Ben Cousins was a great player, but will be remembered for his off-field issues. (AAP Image/Bohdan Warchomij)
Expert
29th June, 2016
18
3515 Reads

“It’s dangerous to confuse children with angels”, William H Macy is warned in Paul Thomas Anderson’s Magnolia.

The same can be said for athletes.

LeBron James, Cristiano Ronaldo and Lance Franklin are only human beings within the most generously broad definitions of the term. Their strength, their speed and their agility appear to be alien. They are higher powers and we treat them as such.

Placing athletes on pedestals is embedded in us from the day we first see them on a television screen. There is something distinctly cinematic and novelistic about succeeding at sport which gives a person an aura that no doctor who demonstrates composure in a crisis can obtain as easily. Athletes can prove their economic and cultural worth without ever having to open their mouths (you should have taken heed of that, Jason Akermanis).

The beauty of sport is that it’s a platform for life. It’s hard to show courage, leadership and selflessness regularly in everyday life. But in football, to demonstrate those traits, all you need to do is put your head over the ball, pat a teammate on the back after he misses a goal, and look to pass before all else.

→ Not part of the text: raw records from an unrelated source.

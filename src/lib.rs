//! Bastion Map - grid map, placement and terrain editing engine

pub mod core;
pub mod generation;
pub mod persistence;
pub mod placement;
pub mod session;
pub mod spatial;
pub mod terrain;
pub mod tools;
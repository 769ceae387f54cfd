//! Bech32 address helpers.
//!
//! Cosmos chains share one key under different bech32 prefixes; the
//! canonical byte payload is what identifies a wallet across chains.

use bech32::{Bech32, Hrp};

use crate::errors::SourceError;

/// Re-encodes a bech32 address under a different prefix.
///
/// The byte payload is untouched; only the human-readable part changes.
pub fn convert_bech32_prefix(address: &str, to_prefix: &str) -> Result<String, SourceError> {
    let (_, data) = bech32::decode(address).map_err(|e| SourceError::InvalidAddress {
        address: address.to_string(),
        message: e.to_string(),
    })?;
    let hrp = Hrp::parse(to_prefix).map_err(|e| SourceError::InvalidAddress {
        address: address.to_string(),
        message: format!("bad prefix {to_prefix}: {e}"),
    })?;
    bech32::encode::<Bech32>(hrp, &data).map_err(|e| SourceError::InvalidAddress {
        address: address.to_string(),
        message: e.to_string(),
    })
}

/// Hex form of the bech32 payload, used as the cross-chain identity key.
///
/// Returns an empty string for anything that is not a bech32 address;
/// empty is a legal identity key.
pub fn identity_key(address: &str) -> String {
    match bech32::decode(address) {
        Ok((_, data)) => hex::encode(data),
        Err(_) => String::new(),
    }
}

/// Shortens a long address for display: `cosmos1...x7k9p2`.
pub fn shorten_address(address: &str) -> String {
    if address.len() <= 12 {
        return address.to_string();
    }
    format!("{}...{}", &address[..6], &address[address.len() - 6..])
}
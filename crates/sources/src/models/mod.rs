//! Data model shared by all balance sources.

mod balance;
mod network;

pub use balance::{BalanceRecord, QueryTarget};
pub use network::{
    CosmosNetwork, DenomOverride, EvmNetwork, ExchangeCredentials, ExchangeKind, FixedBalance,
    NativeToken, SolanaNetwork,
};
mod config;
mod plan;
mod report;

use std::path::PathBuf;
use std::sync::Arc;

use anyhow::Context;
use clap::Parser;
use tracing::warn;
use tracing_subscriber::EnvFilter;

use chainfolio_core::{collect, summarize};
use chainfolio_sources::{fetch_prices, PriceTable};

use config::Config;

#[derive(Debug, Parser)]
#[command(name = "chainfolio")]
#[command(about = "One-shot USD-valued portfolio report across chains and exchanges")]
#[command(version)]
struct Cli {
    /// Path to the configuration file
    #[arg(short = 'c', long = "config", default_value = "configs/config.json")]
    config: PathBuf,
}

fn init_tracing() {
    let filter = EnvFilter::try_from_default_env().unwrap_or_else(|_| EnvFilter::new("info"));
    tracing_subscriber::fmt()
        .with_env_filter(filter)
        .with_target(false)
        .init();
}

#[tokio::main]
async fn main() -> anyhow::Result<()> {
    let cli = Cli::parse();
    init_tracing();

    let config = Config::load(&cli.config)
        .with_context(|| format!("loading {}", cli.config.display()))?;

    // Prices are fetched once, before any producer starts; the table is
    // immutable from here on. A dead price feed downgrades the run to
    // zero USD values instead of aborting it.
    let prices = match fetch_prices().await {
        Ok(table) => table,
        Err(err) => {
            warn!("price feed unavailable ({err}); proceeding with zero USD values");
            PriceTable::empty()
        }
    };
    let prices = Arc::new(prices);

    let plan = plan::build(&config, prices)?;

    report::print_header();
    let records = collect(plan).await;
    let summary = summarize(&records);
    report::print_report(&summary);

    Ok(())
}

The problem, though, is that the rest of life often gets left behind.

Ben Cousins kicked a goal in the first quarter of Round 22 2007 that I won’t easily forget. It was James Hird’s last game, otherwise known as the ‘Scott Lucas game’, where Lucas kicked seven goals in the last quarter to almost drag Essendon to an unlikely victory over the highly favoured Eagles.

Cousins, six weeks back from his club-imposed suspension, had returned to his best. In the first term he streamed inside 50, tight up against the boundary line in the right pocket, the wrong one for his right foot, and thought about centring the ball. But then he took another look, focused, and kicked for goal from a non-existent angle. The ball sailed through the big sticks and Cousins jogged back to the centre square expressionless, fist-pumping teammates on the way back.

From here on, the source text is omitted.